According to Katie, the joint funeral they held on July 19 gave the pair a "lovely farewell".
She added: “From when they arrived at the crematorium, they parked so that both the back doors were facing each other.
“They then brought them both out together and had them walked in, side by side, together.
“It was a lovely tribute, and they had matching flowers on their coffins. It was a lovely farewell."
Katie, from Rotherham, said the pair were "very close" to each other when they were growing up.
She said they were always causing trouble due to their similarities and had their names sewed into their jumpers so their teachers could tell them apart.
“I think the whole family were very close, but especially my dad and Al," she continued.

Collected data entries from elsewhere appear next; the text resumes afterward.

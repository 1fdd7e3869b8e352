//! Synthetic heatmap generation.
//!
//! A heatmap is a zeroed single-channel grid with randomly placed filled disks
//! stamped at full intensity, mapped through a jet palette (native BGR) and
//! then converted to display order. Nothing here is derived from video: it is
//! a placeholder visualization.
//!
//! The random source is always passed in. Seed it for reproducible output;
//! the dashboard uses `rand::thread_rng()`.

use anyhow::Result;
use rand::Rng;

use crate::frame::{buffer_len, ChannelOrder, Frame};

pub const HEATMAP_WIDTH: u32 = 600;
pub const HEATMAP_HEIGHT: u32 = 400;
pub const DISK_COUNT: u32 = 200;
pub const DISK_RADIUS: u32 = 20;
pub const FULL_INTENSITY: u8 = 255;

/// Captions of the monitoring page heatmaps, in display order.
pub const INTERVAL_CAPTIONS: [&str; 4] = [
    "Heatmap for 0–10 seconds",
    "Heatmap for 10–20 seconds",
    "Heatmap for 20–30 seconds",
    "Heatmap for 30–40 seconds",
];

#[derive(Clone, Copy, Debug, PartialEq, Eq)]
pub struct HeatmapParams {
    pub width: u32,
    pub height: u32,
    pub disks: u32,
    pub radius: u32,
}

impl Default for HeatmapParams {
    fn default() -> Self {
        Self {
            width: HEATMAP_WIDTH,
            height: HEATMAP_HEIGHT,
            disks: DISK_COUNT,
            radius: DISK_RADIUS,
        }
    }
}

// ----------------------------------------------------------------------------
// IntensityGrid
// ----------------------------------------------------------------------------

/// Row-major single-channel grid.
#[derive(Clone, Debug, PartialEq, Eq)]
pub struct IntensityGrid {
    data: Vec<u8>,
    width: u32,
    height: u32,
}

impl IntensityGrid {
    /// Zeroed grid. Errors when the colored frame of the same size would overflow.
    pub fn zeros(width: u32, height: u32) -> Result<Self> {
        buffer_len(width, height)?;
        Ok(Self {
            data: vec![0; (width as usize) * (height as usize)],
            width,
            height,
        })
    }

    pub fn width(&self) -> u32 {
        self.width
    }

    pub fn height(&self) -> u32 {
        self.height
    }

    pub fn as_bytes(&self) -> &[u8] {
        &self.data
    }

    pub fn get(&self, x: u32, y: u32) -> Option<u8> {
        if x >= self.width || y >= self.height {
            return None;
        }
        Some(self.data[(y as usize) * (self.width as usize) + x as usize])
    }

    /// Fill every pixel within `radius` of (cx, cy) with `value`. Clipped to the grid.
    pub fn stamp_disk(&mut self, cx: u32, cy: u32, radius: u32, value: u8) {
        if self.width == 0 || self.height == 0 {
            return;
        }
        let radius = radius.min(self.width.max(self.height));
        let (cx, cy, r) = (cx as i64, cy as i64, radius as i64);
        let y_min = (cy - r).max(0);
        let y_max = (cy + r).min(self.height as i64 - 1);
        let x_min = (cx - r).max(0);
        let x_max = (cx + r).min(self.width as i64 - 1);
        let r2 = r.saturating_mul(r);
        for y in y_min..=y_max {
            let dy = y - cy;
            let row = (y as usize) * (self.width as usize);
            for x in x_min..=x_max {
                let dx = x - cx;
                if dx.saturating_mul(dx).saturating_add(dy.saturating_mul(dy)) <= r2 {
                    self.data[row + x as usize] = value;
                }
            }
        }
    }
}

// ----------------------------------------------------------------------------
// Palette
// ----------------------------------------------------------------------------

/// 256-entry lookup table from intensity to a BGR color.
#[derive(Clone, Debug)]
pub struct Palette {
    lut: [[u8; 3]; 256],
}

impl Palette {
    /// Blue-to-red "jet" ramp: dark blue at 0, dark red at 255.
    pub fn jet() -> Self {
        let mut lut = [[0u8; 3]; 256];
        for (i, entry) in lut.iter_mut().enumerate() {
            let v = i as f32 / 255.0;
            let channel = |center: f32| -> u8 {
                let level = (1.5 - (4.0 * v - center).abs()).clamp(0.0, 1.0);
                (level * 255.0).round() as u8
            };
            *entry = [channel(1.0), channel(2.0), channel(3.0)];
        }
        Self { lut }
    }

    /// BGR color for `intensity`.
    pub fn color(&self, intensity: u8) -> [u8; 3] {
        self.lut[intensity as usize]
    }

    /// Map every grid cell through the palette. Output is in BGR order.
    pub fn apply(&self, grid: &IntensityGrid) -> Frame {
        let mut data = Vec::with_capacity(grid.data.len() * 3);
        for &value in &grid.data {
            data.extend_from_slice(&self.lut[value as usize]);
        }
        Frame::from_parts(data, grid.width, grid.height, ChannelOrder::Bgr)
    }
}

// ----------------------------------------------------------------------------
// Generation
// ----------------------------------------------------------------------------

/// Stamp `params.disks` full-intensity disks at uniform random centers.
pub fn stamp_random_disks<R: Rng + ?Sized>(
    params: &HeatmapParams,
    rng: &mut R,
) -> Result<IntensityGrid> {
    let mut grid = IntensityGrid::zeros(params.width, params.height)?;
    if params.width == 0 || params.height == 0 {
        return Ok(grid);
    }
    for _ in 0..params.disks {
        let x = rng.gen_range(0..params.width);
        let y = rng.gen_range(0..params.height);
        grid.stamp_disk(x, y, params.radius, FULL_INTENSITY);
    }
    Ok(grid)
}

/// Generate one display-ready heatmap with the reference parameters.
pub fn generate_heatmap<R: Rng + ?Sized>(rng: &mut R) -> Result<Frame> {
    generate_with(&HeatmapParams::default(), rng)
}

pub fn generate_with<R: Rng + ?Sized>(params: &HeatmapParams, rng: &mut R) -> Result<Frame> {
    let grid = stamp_random_disks(params, rng)?;
    Ok(Palette::jet().apply(&grid).into_display_order())
}

#[derive(Clone, Debug)]
pub struct IntervalHeatmap {
    pub caption: &'static str,
    pub frame: Frame,
}

/// One independent heatmap per entry of `INTERVAL_CAPTIONS`.
pub fn interval_heatmaps<R: Rng + ?Sized>(rng: &mut R) -> Result<Vec<IntervalHeatmap>> {
    INTERVAL_CAPTIONS
        .iter()
        .map(|&caption| {
            Ok(IntervalHeatmap {
                caption,
                frame: generate_heatmap(rng)?,
            })
        })
        .collect()
}

#[cfg(test)]
mod tests {
    use super::*;
    use rand::rngs::StdRng;
    use rand::SeedableRng;

    #[test]
    fn heatmap_has_reference_dimensions() {
        let frame = generate_heatmap(&mut rand::thread_rng()).unwrap();
        assert_eq!(frame.width(), 600);
        assert_eq!(frame.height(), 400);
        assert_eq!(frame.order(), ChannelOrder::Rgb);
        assert_eq!(frame.as_bytes().len(), 600 * 400 * 3);
    }

    #[test]
    fn raw_grid_is_binary() {
        let grid = stamp_random_disks(&HeatmapParams::default(), &mut rand::thread_rng()).unwrap();
        assert!(grid.as_bytes().iter().all(|&v| v == 0 || v == 255));
        assert!(grid.as_bytes().iter().any(|&v| v == 255));
    }

    #[test]
    fn disk_is_clipped_and_round() {
        let mut grid = IntensityGrid::zeros(10, 10).unwrap();
        grid.stamp_disk(0, 0, 3, 255);
        assert_eq!(grid.get(0, 0), Some(255));
        assert_eq!(grid.get(3, 0), Some(255));
        assert_eq!(grid.get(0, 3), Some(255));
        // (3, 3) is outside the radius-3 circle.
        assert_eq!(grid.get(3, 3), Some(0));
        assert_eq!(grid.get(4, 0), Some(0));
        assert_eq!(grid.as_bytes().iter().filter(|&&v| v == 255).count(), 11);
    }

    #[test]
    fn huge_radius_is_clamped() {
        let params = HeatmapParams {
            width: 4,
            height: 4,
            disks: 1,
            radius: u32::MAX,
        };
        let frame = generate_with(&params, &mut StdRng::seed_from_u64(3)).unwrap();
        assert_eq!((frame.width(), frame.height()), (4, 4));
        let hot = Palette::jet().color(255);
        let hot_rgb = [hot[2], hot[1], hot[0]];
        assert!(frame.as_bytes().chunks_exact(3).any(|px| px == hot_rgb));

        let mut grid = IntensityGrid::zeros(3, 3).unwrap();
        grid.stamp_disk(1, 1, u32::MAX, 255);
        assert!(grid.as_bytes().iter().all(|&v| v == 255));
        let mut grid = IntensityGrid::zeros(3, 3).unwrap();
        grid.stamp_disk(u32::MAX, u32::MAX, u32::MAX, 255);
        assert_eq!(grid.get(0, 0), Some(0));
    }

    #[test]
    fn oversized_grid_is_an_error() {
        assert!(IntensityGrid::zeros(u32::MAX, u32::MAX).is_err());
        let params = HeatmapParams {
            width: u32::MAX,
            height: u32::MAX,
            ..HeatmapParams::default()
        };
        assert!(generate_with(&params, &mut StdRng::seed_from_u64(1)).is_err());
    }

    #[test]
    fn jet_endpoints() {
        let jet = Palette::jet();
        assert_eq!(jet.color(0), [128, 0, 0]);
        assert_eq!(jet.color(255), [0, 0, 128]);
    }

    #[test]
    fn heatmap_uses_two_colors() {
        let frame = generate_heatmap(&mut StdRng::seed_from_u64(7)).unwrap();
        let jet = Palette::jet();
        let cold = jet.color(0);
        let hot = jet.color(255);
        let cold_rgb = [cold[2], cold[1], cold[0]];
        let hot_rgb = [hot[2], hot[1], hot[0]];
        for px in frame.as_bytes().chunks_exact(3) {
            assert!(px == cold_rgb || px == hot_rgb);
        }
    }

    #[test]
    fn seeded_generation_is_reproducible() {
        let a = generate_heatmap(&mut StdRng::seed_from_u64(42)).unwrap();
        let b = generate_heatmap(&mut StdRng::seed_from_u64(42)).unwrap();
        assert_eq!(a, b);
    }

    #[test]
    fn interval_series_has_four_captioned_maps() {
        let maps = interval_heatmaps(&mut StdRng::seed_from_u64(1)).unwrap();
        assert_eq!(maps.len(), 4);
        assert_eq!(maps[0].caption, "Heatmap for 0–10 seconds");
        assert_eq!(maps[3].caption, "Heatmap for 30–40 seconds");
        assert!(maps.iter().all(|m| m.frame.width() == HEATMAP_WIDTH));
    }
}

"We used to go camping together when we were kids – stuff like that.
“When they were kids, they would cause a nuisance, pretend to be each other and things like that. They used to have a bit of fun with things like that.
“While everybody used to say they looked identical, us as their children, we didn’t see that. They never looked the same to us.
“But other people, like my husband, said they were totally identical, and if you were speaking to them on the phone, you never knew who you were speaking to.”
Alan was a joiner by trade and had taught city and guild courses while Geoff had worked as an electrician and then as a computer engineer.
Geoff then moved to Rotherham with his two children while Alan stayed in Sheffield with his four children, before retiring in Tenerife in 2018.
The twins would always spend Christmas and New Year at each other's houses and even when apart, they would regularly video call each other.
Alan had returned to the UK when he got throat cancer, while Geoff suffered a mini-stroke, leaving him hospitalised before he died.